# Camera's of famous photographers



## vonnagy (Feb 20, 2004)

I was wondering if any of you know what camera's where used by famous photographers, ie Ansel Adams and others?


----------



## Mitica100 (Feb 21, 2004)

vonnagy said:
			
		

> I was wondering if any of you know what camera's where used by famous photographers, ie Ansel Adams and others?



He used different formats, from a Hasselblad, a 4x5, an 8x10 as well as a Polaroid.  Yes, the good ol' Polaroid mesmerized AA for a while and he experimented with it quite often.

And now, a piece of info which is not related to his cameras but rather to his other talent, being a classically trained pianist.  He was about to become a concert pianist when he discovered photography and the rest is history.  I truly admire him for doing that!


----------



## ksmattfish (Feb 21, 2004)

Ansel Adams used various 4x5, 5x7, and 8x10 field cameras to start with, and tried out Hasselblads (MF), and Zeiss Contax (35mm) cameras later.  I believe his famous photo of Georgia O'Keefe was taken with a Contaflex (or something like that).  I don't know if he ever used an actual Polaroid Land camera extensively; I know he used Polaroid films with his field cameras.  Once upon a time you could get Polaroid that gave you a print and a neg at the same time.

Weston used similar equipment.

Henri Cartier Bresson used Leica 35mm cameras.

Immogen Cunningham used 4x5 SLRs (looks like a press camera but you look down).

Most photographers used a variety of cameras at different times in their lives/careers.  The 20th century saw a lot of technology advances in camera/lens design as well as constantly increased film technology.  35mm was supposed to spell the end for all the other formats, and while it has dominated, MF and LF are still alive and well.


----------



## vonnagy (Feb 21, 2004)

thanks guys for the info  :thumbsup:


----------



## Jeff Canes (Feb 21, 2004)

Linda McCartney (Eastman at the time) used a Leica (M3 i think) for the photos she took of The Rolling Stones at a New York press conference, the ones of them aboard a yacht in the harbor.

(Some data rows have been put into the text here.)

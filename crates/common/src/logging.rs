//! Tracing subscriber setup
//!
//! Library code only emits `tracing` events; the embedding application picks
//! the sink. This helper installs the usual `fmt` subscriber with an
//! `EnvFilter`, falling back to the configured level when `RUST_LOG` is unset.

use crate::config::ObservabilityConfig;
use crate::error::{BatchLoopError, Result};
use tracing_subscriber::{layer::SubscriberExt, util::SubscriberInitExt, EnvFilter};

/// Install the global tracing subscriber
///
/// Returns an error if a global subscriber is already set.
pub fn init_tracing(config: &ObservabilityConfig) -> Result<()> {
    let filter = EnvFilter::try_from_default_env()
        .unwrap_or_else(|_| EnvFilter::new(default_directives(&config.log_level)));

    let registry = tracing_subscriber::registry().with(filter);
    let result = if config.structured_logging {
        registry
            .with(tracing_subscriber::fmt::layer().json())
            .try_init()
    } else {
        registry.with(tracing_subscriber::fmt::layer()).try_init()
    };

    result.map_err(|e| BatchLoopError::internal(format!("Failed to install tracing subscriber: {}", e)))
}

fn default_directives(level: &str) -> String {
    format!("batchloop_engine={level},batchloop_common={level}")
}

I went to show of her work about 3 years ago at the West Palm Beach photo center. I recall reading that she used that camera for a lot a her portraits work.


----------



## terri (Feb 22, 2004)

> Linda McCartney (Eastman at the time) used a Leica (M3 i think) for the photos she took of The Rolling Stones at a New York press conference, the ones of them aboard a yacht in the harbor. I went to show of her work about 3 years ago at the West Palm Beach photo center. I recall reading that she used that camera for a lot a her portraits work.



Bless you for knowing all this, Jeff.   :hug:   Being married to Paul McCartney was what she was ultimately known for, but she happened to be a very gifted photographer.   I have great respect for her work.


----------